Health System Resilience Assessment: Summary of the Discussions from GLC4HSR Annual Conclave Session

Updates May 2, 2024

Authored by Sushma D'Souza

In the wake of global public health crises such as COVID-19 and Ebola, there is a pressing need for proactive intentional efforts to address health challenges. This prerequisite calls for an in-depth look into previous disasters to extract insights into strengthening the resilience of health systems. We can gain tangible lessons from previous achievements and failures that guide strategic improvements, making our health systems more resilient and adaptable to future setbacks. The GLC4HSR emerged from this urgent need to strengthen health systems worldwide. Rooted in the ambition to reinforce these systems, the GLC4HSR is committed to continuous learning and action. Overall, GLC4HSR emphasizes the importance of cooperation, communication, and shared knowledge in achieving resilience within the Health Systems.

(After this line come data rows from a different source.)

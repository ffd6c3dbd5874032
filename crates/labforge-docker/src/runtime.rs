//! Host network runtime seam and its `docker` CLI implementation.

use std::process::Command;

use ipnet::Ipv4Net;
use labforge_common::constants::BRIDGE_IFACE;
use labforge_common::error::{LabError, Result};
use serde::Deserialize;

/// Summary of one network present on the host.
#[derive(Debug, Clone, PartialEq, Eq)]
pub struct HostNetwork {
    /// Network name.
    pub name: String,
    /// Declared IPv4 subnet, if the network has one.
    pub subnet: Option<Ipv4Net>,
}

/// Operations the reconciler needs from the host's network runtime.
///
/// The production implementation shells out to the `docker` CLI; tests
/// substitute an in-memory fake.
pub trait NetworkRuntime {
    /// Attempts to create a bridge network. Returns `Ok(false)` when
    /// the runtime rejects the creation (name collision or subnet
    /// overlap).
    ///
    /// # Errors
    ///
    /// Returns an error only when the runtime itself cannot be invoked.
    fn create(&mut self, name: &str, subnet: Ipv4Net) -> Result<bool>;

    /// Lists all networks currently defined on the host.
    ///
    /// # Errors
    ///
    /// Returns an error if the listing cannot be obtained.
    fn list(&self) -> Result<Vec<HostNetwork>>;

    /// Removes a network by name.
    ///
    /// # Errors
    ///
    /// Returns an error if the runtime refuses the removal.
    fn remove(&mut self, name: &str) -> Result<()>;
}

/// `docker` CLI-backed network runtime.
#[derive(Debug, Default, Clone, Copy)]
pub struct DockerCli;

impl DockerCli {
    fn run(args: &[&str]) -> Result<std::process::Output> {
        tracing::debug!(?args, "docker invocation");
        Command::new("docker").args(args).output().map_err(|e| LabError::Io {
            path: "docker".into(),
            source: e,
        })
    }
}

impl NetworkRuntime for DockerCli {
    fn create(&mut self, name: &str, subnet: Ipv4Net) -> Result<bool> {
        let subnet_arg = subnet.to_string();
        let bridge_opt = format!("com.docker.network.bridge.name={BRIDGE_IFACE}");
        let output = Self::run(&[
            "network",
            "create",
            "--driver=bridge",
            "--opt",
            &bridge_opt,
            "--subnet",
            &subnet_arg,
            name,
        ])?;

        if output.status.success() {
            tracing::info!(network = %name, subnet = %subnet, "network created");
            Ok(true)
        } else {
            tracing::debug!(
                network = %name,
                stderr = %String::from_utf8_lossy(&output.stderr).trim(),
                "network creation rejected"
            );
            Ok(false)
        }
    }

    fn list(&self) -> Result<Vec<HostNetwork>> {
        let listing = Self::run(&["network", "ls", "--format", "{{.Name}}"])?;
        if !listing.status.success() {
            return Err(LabError::Provision {
                message: format!(
                    "network listing failed: {}",
                    String::from_utf8_lossy(&listing.stderr).trim()
                ),
            });
        }

        let names: Vec<String> = String::from_utf8_lossy(&listing.stdout)
            .lines()
            .map(str::trim)
            .filter(|l| !l.is_empty())
            .map(str::to_owned)
            .collect();
        if names.is_empty() {
            return Ok(Vec::new());
        }

        let mut args = vec!["network", "inspect", "--format", "json"];
        args.extend(names.iter().map(String::as_str));
        let inspect = Self::run(&args)?;
        if !inspect.status.success() {
            return Err(LabError::Provision {
                message: format!(
                    "network inspection failed: {}",
                    String::from_utf8_lossy(&inspect.stderr).trim()
                ),
            });
        }

        parse_inspect_output(&String::from_utf8_lossy(&inspect.stdout))
    }

    fn remove(&mut self, name: &str) -> Result<()> {
        let output = Self::run(&["network", "rm", name])?;
        if output.status.success() {
            tracing::info!(network = %name, "network removed");
            Ok(())
        } else {
            Err(LabError::Provision {
                message: format!(
                    "removal of network {name} failed: {}",
                    String::from_utf8_lossy(&output.stderr).trim()
                ),
            })
        }
    }
}

#[derive(Debug, Deserialize)]
struct InspectEntry {
    #[serde(rename = "Name")]
    name: String,
    #[serde(rename = "IPAM", default)]
    ipam: Option<InspectIpam>,
}

#[derive(Debug, Deserialize)]
struct InspectIpam {
    #[serde(rename = "Config", default)]
    config: Option<Vec<InspectIpamConfig>>,
}

#[derive(Debug, Deserialize)]
struct InspectIpamConfig {
    #[serde(rename = "Subnet", default)]
    subnet: Option<String>,
}

/// Decodes `docker network inspect --format json` output. Each line is
/// a JSON array (one line per invocation; kept line-wise for older
/// docker versions that emit one array per network).
fn parse_inspect_output(raw: &str) -> Result<Vec<HostNetwork>> {
    let mut networks = Vec::new();
    for line in raw.lines().map(str::trim).filter(|l| !l.is_empty()) {
        let entries: Vec<InspectEntry> =
            serde_json::from_str(line).map_err(|e| LabError::Provision {
                message: format!("unreadable network inspection output: {e}"),
            })?;
        for entry in entries {
            let subnet = entry
                .ipam
                .and_then(|i| i.config)
                .and_then(|c| c.into_iter().find_map(|cfg| cfg.subnet))
                // IPv6 and malformed subnets are treated as absent.
                .and_then(|s| s.parse::<Ipv4Net>().ok());
            networks.push(HostNetwork {
                name: entry.name,
                subnet,
            });
        }
    }
    Ok(networks)
}

#[cfg(test)]
mod tests {
    use super::*;

    #[test]
    fn parse_inspect_extracts_name_and_subnet() {
        let raw = r#"[{"Name":"lab_network","IPAM":{"Config":[{"Subnet":"10.0.0.0/24"}]}}]"#;
        let nets = parse_inspect_output(raw).expect("should parse");
        assert_eq!(nets.len(), 1);
        assert_eq!(nets[0].name, "lab_network");
        assert_eq!(nets[0].subnet, Some("10.0.0.0/24".parse().expect("subnet")));
    }

    #[test]
    fn parse_inspect_handles_networks_without_subnet() {
        let raw = r#"[{"Name":"host","IPAM":{"Config":[]}},{"Name":"none","IPAM":{"Config":null}}]"#;
        let nets = parse_inspect_output(raw).expect("should parse");
        assert_eq!(nets.len(), 2);
        assert!(nets.iter().all(|n| n.subnet.is_none()));
    }

    #[test]
    fn parse_inspect_ignores_ipv6_subnets() {
        let raw = r#"[{"Name":"v6","IPAM":{"Config":[{"Subnet":"fd00::/64"}]}}]"#;
        let nets = parse_inspect_output(raw).expect("should parse");
        assert_eq!(nets[0].subnet, None);
    }

    #[test]
    fn parse_inspect_accepts_one_array_per_line() {
        let raw = "[{\"Name\":\"a\"}]\n[{\"Name\":\"b\"}]\n";
        let nets = parse_inspect_output(raw).expect("should parse");
        assert_eq!(nets.len(), 2);
    }

    #[test]
    fn parse_inspect_rejects_garbage() {
        assert!(parse_inspect_output("not json").is_err());
    }
}
//! `labforge up` — build, launch, and run until interrupted.

use std::path::PathBuf;
use std::sync::mpsc;

use clap::Args;
use labforge_common::constants::{DEFAULT_COMPOSE_FILE, DEFAULT_CONFIG_FILE};
use labforge_docker::orchestrator;

/// Arguments for the `up` subcommand.
#[derive(Args, Debug)]
pub struct UpArgs {
    /// Path to the lab definition file.
    #[arg(default_value = DEFAULT_CONFIG_FILE)]
    pub config: PathBuf,

    /// Path of the descriptor to write and launch.
    #[arg(short, long, default_value = DEFAULT_COMPOSE_FILE)]
    pub output: PathBuf,

    /// Launch an existing descriptor without recompiling.
    #[arg(long)]
    pub no_build: bool,
}

/// Executes the `up` command: compile (unless `--no-build`), pull and
/// build images, then run the lab until Ctrl-C.
///
/// # Errors
///
/// Returns an error if any stage fails or the interrupt handler cannot
/// be installed.
pub fn execute(args: UpArgs) -> anyhow::Result<()> {
    if !args.no_build {
        let services = super::build::compile_to_file(&args.config, &args.output)?;
        println!("Generated {} ({services} services)", args.output.display());
    }

    orchestrator::prepare(&args.output)?;
    let process = orchestrator::launch(&args.output)?;
    println!("Lab running; press Ctrl-C to stop.");

    let (tx, rx) = mpsc::channel();
    ctrlc::set_handler(move || {
        let _ = tx.send(());
    })?;
    let _ = rx.recv();

    println!("Stopping lab...");
    orchestrator::stop(&args.output)?;
    let code = process.wait()?;
    tracing::debug!(code, "compose up finished");
    Ok(())
}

Through ongoing peer-to-peer learning and collaborative efforts, this initiative has undergone significant evolution. Recently, it convened its 2nd Annual Conclave in Singapore, gathering global health experts from around the world. Key insights and recommendations from the health system resilience assessment session, have been documented in this article. Among the focal points of discussion were health system resilience assessment indicators and strategies for countries to enhance their resilience by adopting and implementing these indicators effectively.

The session highlighted the significance of community resilience and health literacy for sustainable engagement, emphasizing collaboration across governmental levels to identify health system gaps and leveraging successful practices across states. It underscored the need to assess existing monitoring processes for resilience-focused indicators and engage the private sector in policy dialogues and disease tracking. The speakers on this session were Dr. Sohel Saikat, Mr. Rajib Sen, Dr. Hossain Zillur Rahman, Ms. Jiuen Lee, and Mr. Maulik Chokshi.

Key Points and Recommendations

Collaborative Approach

There is a dire need for collaboration among stakeholders to build resilience in health systems.  This collaboration is essential for better managing future pandemics and mitigating their impact on both health and economic fronts. Moreover, it is crucial to differentiate between profit-driven entities and socially oriented players within the private sector. Advocating for inclusive dialogues to bridge existing gaps is paramount. Engaging in discussions with the private sector to identify these players and include them in conversations is essential for bridging the gap between private and public healthcare.

Diversifying Service Delivery Platforms

Ensuring that routine health services can coexist alongside responses to public health emergencies like COVID-19 is paramount. Resilience, in this context, becomes our cornerstone—a proactive stance against the inevitable ebb and flow of global health crises. In addition to strengthening our capacity to react quickly and efficiently to emergencies, diversifying our service delivery platforms lays a solid foundation for long-term healthcare supply in the face of changing difficulties.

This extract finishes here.